The Equality and Human Rights Commission (EHRC) has today published its guidance on religion and beliefs in the workplace, following recent judgements including last month's human rights case involving Nadia Eweida (pictured).

Eweida is a former British Airways employee who lost her job because of her Christian faith. She won her case alleging discrimination after the European Court of Human Rights ruled the airline had infringed her basic entitlement to freedom of religion when it attempted to ban her from wearing a small crucifix around her neck while on duty.

The judgements affect employers' responsibilities for policies and practices protecting religion or belief rights in the workplace, the rights of employees (including job applicants) and the rights of customers.

The EHRC's good practice guide aims to help employers understand how to comply with the Court's judgement when recognising and managing the expression of religion or belief in the workplace.

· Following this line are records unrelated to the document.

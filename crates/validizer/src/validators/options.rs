//! Free-text validation against an enumerated set of options.
//!
//! [`OptionMatcher`] accepts input that names one of its options, ignoring
//! case and redundant spaces, and returns the option in its canonical
//! casing. With autocomplete enabled a unique prefix is enough; an
//! ambiguous prefix is rejected rather than guessed.

use std::convert::Infallible;
use std::fmt;
use std::str::FromStr;

use smallvec::SmallVec;

use crate::foundation::{
    ErrorKind, Validate, ValidationError, ValidationResult, collapse_spaces,
};

// ============================================================================
// OPTION SET
// ============================================================================

/// An ordered list of canonical option strings.
///
/// Options are normalized on construction: surrounding whitespace is trimmed,
/// internal runs of spaces collapse to one, and options left empty are
/// dropped. Order is kept for display only.
#[derive(Debug, Clone, PartialEq, Eq, Default)]
pub struct OptionSet {
    options: Vec<String>,
}

impl OptionSet {
    /// Creates an option set from any list of strings.
    pub fn new<I, S>(options: I) -> Self
    where
        I: IntoIterator<Item = S>,
        S: AsRef<str>,
    {
        Self {
            options: options
                .into_iter()
                .map(|o| collapse_spaces(o.as_ref()))
                .filter(|o| !o.is_empty())
                .collect(),
        }
    }

    /// Parses a comma-delimited list such as `"Rock, Paper,Scissors"`.
    #[must_use]
    pub fn parse(delimited: &str) -> Self {
        Self::new(delimited.split(','))
    }

    /// Returns the options as a slice.
    #[must_use]
    pub fn as_slice(&self) -> &[String] {
        &self.options
    }

    /// Iterates over the options in order.
    pub fn iter(&self) -> std::slice::Iter<'_, String> {
        self.options.iter()
    }

    /// Returns the number of options.
    #[must_use]
    pub fn len(&self) -> usize {
        self.options.len()
    }

    /// Returns `true` if there are no options.
    #[must_use]
    pub fn is_empty(&self) -> bool {
        self.options.is_empty()
    }
}

impl fmt::Display for OptionSet {
    fn fmt(&self, f: &mut fmt::Formatter<'_>) -> fmt::Result {
        f.write_str(&self.options.join(", "))
    }
}

impl FromStr for OptionSet {
    type Err = Infallible;

    fn from_str(s: &str) -> Result<Self, Self::Err> {
        Ok(Self::parse(s))
    }
}

impl<S: AsRef<str>> FromIterator<S> for OptionSet {
    fn from_iter<I: IntoIterator<Item = S>>(iter: I) -> Self {
        Self::new(iter)
    }
}

impl<'a> IntoIterator for &'a OptionSet {
    type Item = &'a String;
    type IntoIter = std::slice::Iter<'a, String>;

    fn into_iter(self) -> Self::IntoIter {
        self.iter()
    }
}

// ============================================================================
// OPTION MATCHER
// ============================================================================

/// Validates input against an [`OptionSet`].
///
/// # Examples
///
/// ```
/// use validizer::validators::{OptionMatcher, OptionSet};
/// use validizer::foundation::Validate;
///
/// let rps = OptionMatcher::new(OptionSet::parse("Rock,Paper,Scissors")).autocomplete(true);
/// assert_eq!(rps.validate("ro").unwrap(), "Rock");
/// assert_eq!(rps.validate("SCISSORS").unwrap(), "Scissors");
/// assert!(rps.validate("lizard").is_err());
/// ```
#[derive(Debug, Clone, PartialEq, Eq, Default)]
pub struct OptionMatcher {
    options: OptionSet,
    autocomplete: bool,
}

impl OptionMatcher {
    /// Creates an exact (case-insensitive) matcher.
    #[must_use]
    pub fn new(options: OptionSet) -> Self {
        Self {
            options,
            autocomplete: false,
        }
    }

    /// Enables or disables unique-prefix matching.
    #[must_use = "builder methods must be chained or built"]
    pub fn autocomplete(mut self, enabled: bool) -> Self {
        self.autocomplete = enabled;
        self
    }

    /// Returns the options this matcher accepts.
    #[must_use]
    pub fn options(&self) -> &OptionSet {
        &self.options
    }

    fn no_match(&self, code: &'static str, message: String) -> ValidationError {
        ValidationError::new(ErrorKind::NoMatch, code, message)
            .with_param("options", self.options.to_string())
    }

    fn match_prefix(&self, query: &str, needle: &str) -> ValidationResult<String> {
        let matches: SmallVec<[&String; 4]> = self
            .options
            .iter()
            .filter(|option| option.to_lowercase().starts_with(needle))
            .collect();

        match matches.as_slice() {
            [only] => Ok((*only).clone()),
            [] => Err(self.no_match(
                "option_no_match",
                format!(
                    "No matches for: {query}. Valid options: ({})",
                    self.options
                ),
            )),
            several => {
                let matched = several
                    .iter()
                    .map(|s| s.as_str())
                    .collect::<Vec<_>>()
                    .join(", ");
                Err(ValidationError::new(
                    ErrorKind::AmbiguousMatch,
                    "option_ambiguous",
                    format!(
                        "Too many matches for: {query}. Valid options: ({})",
                        self.options
                    ),
                )
                .with_param("options", self.options.to_string())
                .with_param("matches", matched))
            }
        }
    }

    fn match_exact(&self, query: &str, needle: &str) -> ValidationResult<String> {
        self.options
            .iter()
            .find(|option| option.to_lowercase() == needle)
            .cloned()
            .ok_or_else(|| {
                self.no_match(
                    "option_not_found",
                    format!(
                        "{query} is not an option. Valid options: ({}).",
                        self.options
                    ),
                )
            })
    }
}

impl Validate for OptionMatcher {
    type Input = str;
    type Output = String;

    fn validate(&self, input: &str) -> ValidationResult<String> {
        let query = collapse_spaces(input);
        if query.is_empty() {
            return Err(ValidationError::blank("option_blank"));
        }
        if self.options.is_empty() {
            return Err(ValidationError::misconfigured(
                "Option matcher has no options to match against.",
            ));
        }

        let needle = query.to_lowercase();
        if self.autocomplete {
            self.match_prefix(&query, &needle)
        } else {
            self.match_exact(&query, &needle)
        }
    }
}

// ============================================================================
// TESTS
// ============================================================================
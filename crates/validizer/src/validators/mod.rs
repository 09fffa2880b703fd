//! Built-in validators
//!
//! # Categories
//!
//! - **Template**: phone number, postal code, licence plate (positional
//!   digit/letter templates); MCP number and bank card (fixed digit groups)
//! - **Options**: free text matched against an enumerated option set
//! - **Numeric**: number, `lo-hi` range
//! - **Calendar**: date
//! - **Text**: name
//!
//! # Examples
//!
//! ```rust
//! use validizer::prelude::*;
//!
//! let postal = PostalCode::default();
//! assert_eq!(postal.validate("a1b2c3").unwrap(), "A1B-2C3");
//!
//! let colour = OptionMatcher::new(OptionSet::parse("Red, Green, Blue")).autocomplete(true);
//! assert_eq!(colour.validate("gr").unwrap(), "Green");
//! ```

// Template validators
pub mod grouped;
pub mod phone;
pub mod postal;
pub mod template;

// Option validators
pub mod options;

// Numeric validators
pub mod number;
pub mod range;

// Calendar validators
pub mod date;

// Text validators
pub mod name;

// ============================================================================
// RE-EXPORTS
// ============================================================================

pub use grouped::{BankCard, Mcp};
pub use phone::Phone;
pub use postal::{LicencePlate, PostalCode};
pub use template::{Slot, Template, TemplateError, TemplateMatcher};

pub use options::{OptionMatcher, OptionSet};

pub use number::{Number, NumberFormat, NumberOutput};
pub use range::{Bounds, NumberValue, Range};

pub use date::{Date, DateFormat, DateValue, days_in_month, is_leap_year};

pub use name::Name;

It specifically addresses the following questions:

  • How will an employer know if a religion or belief is genuine?
  • What kind of religion or belief requests will an employer need to consider?
  • What steps should an employer take to deal with a request?
  • What questions should employers ask to ensure their approach to a religion or belief request is justified?
  • Do employees now have a right to promote their particular religion or belief when at work?
  • Can employees refrain from work duties?

The EHRC has said today that it supports individuals' right to freedom of thought, conscience and religion, and to conditional protection of the right to express religion or belief.

It said that when considering a religion or belief request by an employee, an employer should assess whether the religion or belief is genuine and also whether accepting or rejecting the request will be lawful under equality and human rights legislation.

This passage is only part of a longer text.